**Records for this task:**
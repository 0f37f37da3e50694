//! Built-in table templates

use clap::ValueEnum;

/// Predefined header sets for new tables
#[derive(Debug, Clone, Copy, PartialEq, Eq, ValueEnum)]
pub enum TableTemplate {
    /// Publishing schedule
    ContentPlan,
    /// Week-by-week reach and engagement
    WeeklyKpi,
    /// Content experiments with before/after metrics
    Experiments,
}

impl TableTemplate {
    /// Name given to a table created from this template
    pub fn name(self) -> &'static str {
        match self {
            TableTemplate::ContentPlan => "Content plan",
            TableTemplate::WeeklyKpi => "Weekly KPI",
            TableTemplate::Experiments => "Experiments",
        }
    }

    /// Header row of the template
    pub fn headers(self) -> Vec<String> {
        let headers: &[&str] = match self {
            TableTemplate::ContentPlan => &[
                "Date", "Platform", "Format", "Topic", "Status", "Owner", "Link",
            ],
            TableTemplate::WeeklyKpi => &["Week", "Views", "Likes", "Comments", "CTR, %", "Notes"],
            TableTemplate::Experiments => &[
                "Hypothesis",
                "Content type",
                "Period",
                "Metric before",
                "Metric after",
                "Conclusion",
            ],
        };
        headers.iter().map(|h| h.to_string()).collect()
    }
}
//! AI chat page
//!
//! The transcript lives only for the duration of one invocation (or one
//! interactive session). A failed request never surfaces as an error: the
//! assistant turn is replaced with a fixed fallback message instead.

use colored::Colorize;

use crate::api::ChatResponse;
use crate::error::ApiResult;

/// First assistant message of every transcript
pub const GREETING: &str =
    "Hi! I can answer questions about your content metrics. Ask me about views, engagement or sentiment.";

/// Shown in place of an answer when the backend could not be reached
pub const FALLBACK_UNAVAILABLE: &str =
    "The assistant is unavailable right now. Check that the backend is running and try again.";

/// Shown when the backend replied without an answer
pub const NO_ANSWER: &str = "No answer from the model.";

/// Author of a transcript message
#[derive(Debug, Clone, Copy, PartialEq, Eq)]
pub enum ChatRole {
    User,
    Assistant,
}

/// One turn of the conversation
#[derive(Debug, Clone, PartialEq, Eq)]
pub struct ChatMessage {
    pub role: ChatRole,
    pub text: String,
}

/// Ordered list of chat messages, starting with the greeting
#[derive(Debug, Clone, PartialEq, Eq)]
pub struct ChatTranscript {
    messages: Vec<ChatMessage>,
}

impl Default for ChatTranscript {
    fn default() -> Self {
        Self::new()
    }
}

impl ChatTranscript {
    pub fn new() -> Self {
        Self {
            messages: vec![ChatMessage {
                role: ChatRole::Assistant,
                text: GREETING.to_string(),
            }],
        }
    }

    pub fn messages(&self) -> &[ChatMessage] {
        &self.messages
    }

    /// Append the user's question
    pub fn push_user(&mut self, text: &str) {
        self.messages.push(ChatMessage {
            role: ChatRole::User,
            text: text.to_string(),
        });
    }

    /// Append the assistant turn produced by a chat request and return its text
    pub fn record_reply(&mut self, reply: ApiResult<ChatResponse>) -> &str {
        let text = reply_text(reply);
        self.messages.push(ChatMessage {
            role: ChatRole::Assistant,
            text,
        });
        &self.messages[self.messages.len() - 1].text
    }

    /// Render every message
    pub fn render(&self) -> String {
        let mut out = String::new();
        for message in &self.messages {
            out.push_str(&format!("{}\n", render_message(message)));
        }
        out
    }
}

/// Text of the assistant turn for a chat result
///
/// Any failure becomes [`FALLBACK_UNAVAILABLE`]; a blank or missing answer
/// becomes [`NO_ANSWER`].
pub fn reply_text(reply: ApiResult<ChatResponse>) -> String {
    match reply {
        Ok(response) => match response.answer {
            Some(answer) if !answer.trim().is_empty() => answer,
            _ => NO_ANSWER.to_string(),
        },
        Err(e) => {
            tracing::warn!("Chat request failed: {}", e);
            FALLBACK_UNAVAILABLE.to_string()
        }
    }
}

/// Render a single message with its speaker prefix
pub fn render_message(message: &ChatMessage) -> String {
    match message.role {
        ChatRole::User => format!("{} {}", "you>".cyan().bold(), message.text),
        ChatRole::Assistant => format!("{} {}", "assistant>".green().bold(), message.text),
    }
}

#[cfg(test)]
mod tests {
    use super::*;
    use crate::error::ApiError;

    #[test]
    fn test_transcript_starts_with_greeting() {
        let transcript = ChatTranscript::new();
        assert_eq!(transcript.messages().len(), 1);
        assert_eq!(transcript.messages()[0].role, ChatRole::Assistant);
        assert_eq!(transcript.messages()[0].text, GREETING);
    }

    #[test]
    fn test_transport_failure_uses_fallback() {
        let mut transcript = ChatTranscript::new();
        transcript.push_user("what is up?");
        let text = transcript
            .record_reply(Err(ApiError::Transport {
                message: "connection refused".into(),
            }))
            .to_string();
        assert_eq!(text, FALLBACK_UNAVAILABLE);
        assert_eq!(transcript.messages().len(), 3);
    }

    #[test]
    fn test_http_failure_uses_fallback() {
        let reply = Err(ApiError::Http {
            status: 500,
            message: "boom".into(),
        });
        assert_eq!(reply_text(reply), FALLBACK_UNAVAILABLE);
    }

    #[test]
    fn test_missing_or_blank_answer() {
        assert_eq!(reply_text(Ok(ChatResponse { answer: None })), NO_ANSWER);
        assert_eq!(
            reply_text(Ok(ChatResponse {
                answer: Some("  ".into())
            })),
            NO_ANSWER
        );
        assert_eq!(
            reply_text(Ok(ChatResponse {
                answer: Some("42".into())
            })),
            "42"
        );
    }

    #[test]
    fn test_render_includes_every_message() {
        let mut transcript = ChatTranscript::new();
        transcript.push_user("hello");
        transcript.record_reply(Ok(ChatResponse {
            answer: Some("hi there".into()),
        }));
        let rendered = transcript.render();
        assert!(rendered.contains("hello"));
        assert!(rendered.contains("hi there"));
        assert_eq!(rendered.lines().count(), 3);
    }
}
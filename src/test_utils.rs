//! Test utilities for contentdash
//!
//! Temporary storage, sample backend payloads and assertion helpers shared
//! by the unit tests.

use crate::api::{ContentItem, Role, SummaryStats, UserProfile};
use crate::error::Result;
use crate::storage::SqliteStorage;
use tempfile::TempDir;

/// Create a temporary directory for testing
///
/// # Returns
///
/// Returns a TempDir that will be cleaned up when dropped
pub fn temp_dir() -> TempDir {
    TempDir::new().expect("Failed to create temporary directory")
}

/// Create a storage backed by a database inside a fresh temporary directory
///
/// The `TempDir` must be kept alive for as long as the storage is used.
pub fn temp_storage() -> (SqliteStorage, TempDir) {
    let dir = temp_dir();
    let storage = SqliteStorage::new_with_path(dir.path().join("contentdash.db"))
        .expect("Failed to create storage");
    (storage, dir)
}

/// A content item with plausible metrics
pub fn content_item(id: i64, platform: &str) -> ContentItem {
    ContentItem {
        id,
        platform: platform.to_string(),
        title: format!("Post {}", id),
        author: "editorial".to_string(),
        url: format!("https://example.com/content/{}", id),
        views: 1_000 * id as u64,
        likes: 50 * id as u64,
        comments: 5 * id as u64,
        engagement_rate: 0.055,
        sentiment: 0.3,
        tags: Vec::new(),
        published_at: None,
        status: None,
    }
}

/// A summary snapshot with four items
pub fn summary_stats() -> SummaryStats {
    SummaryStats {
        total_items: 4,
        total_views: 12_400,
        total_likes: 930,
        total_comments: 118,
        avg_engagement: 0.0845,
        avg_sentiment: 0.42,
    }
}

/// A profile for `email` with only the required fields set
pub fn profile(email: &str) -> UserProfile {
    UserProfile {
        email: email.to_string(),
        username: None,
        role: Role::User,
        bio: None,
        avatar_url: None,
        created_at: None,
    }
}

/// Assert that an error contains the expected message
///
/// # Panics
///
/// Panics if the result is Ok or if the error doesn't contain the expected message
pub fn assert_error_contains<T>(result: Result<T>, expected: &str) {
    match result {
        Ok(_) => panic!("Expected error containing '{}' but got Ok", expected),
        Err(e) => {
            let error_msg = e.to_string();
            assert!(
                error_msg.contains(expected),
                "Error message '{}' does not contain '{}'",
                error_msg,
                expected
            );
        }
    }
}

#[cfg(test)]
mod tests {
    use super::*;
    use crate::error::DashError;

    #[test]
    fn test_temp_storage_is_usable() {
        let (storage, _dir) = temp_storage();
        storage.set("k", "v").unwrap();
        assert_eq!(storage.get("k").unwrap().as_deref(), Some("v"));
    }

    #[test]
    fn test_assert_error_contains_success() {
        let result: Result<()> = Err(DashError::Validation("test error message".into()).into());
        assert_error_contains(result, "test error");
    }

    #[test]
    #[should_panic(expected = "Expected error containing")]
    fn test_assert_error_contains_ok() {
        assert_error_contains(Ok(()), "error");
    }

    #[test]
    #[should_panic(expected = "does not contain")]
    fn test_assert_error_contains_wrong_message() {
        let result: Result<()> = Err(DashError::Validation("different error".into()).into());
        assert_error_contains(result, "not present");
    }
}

**Instructions for the task:** The string "before" shows up in some lines of the listing. Copy each such line.

**Answer to this problem:**
    /// Content experiments with before/after metrics
                "Metric before",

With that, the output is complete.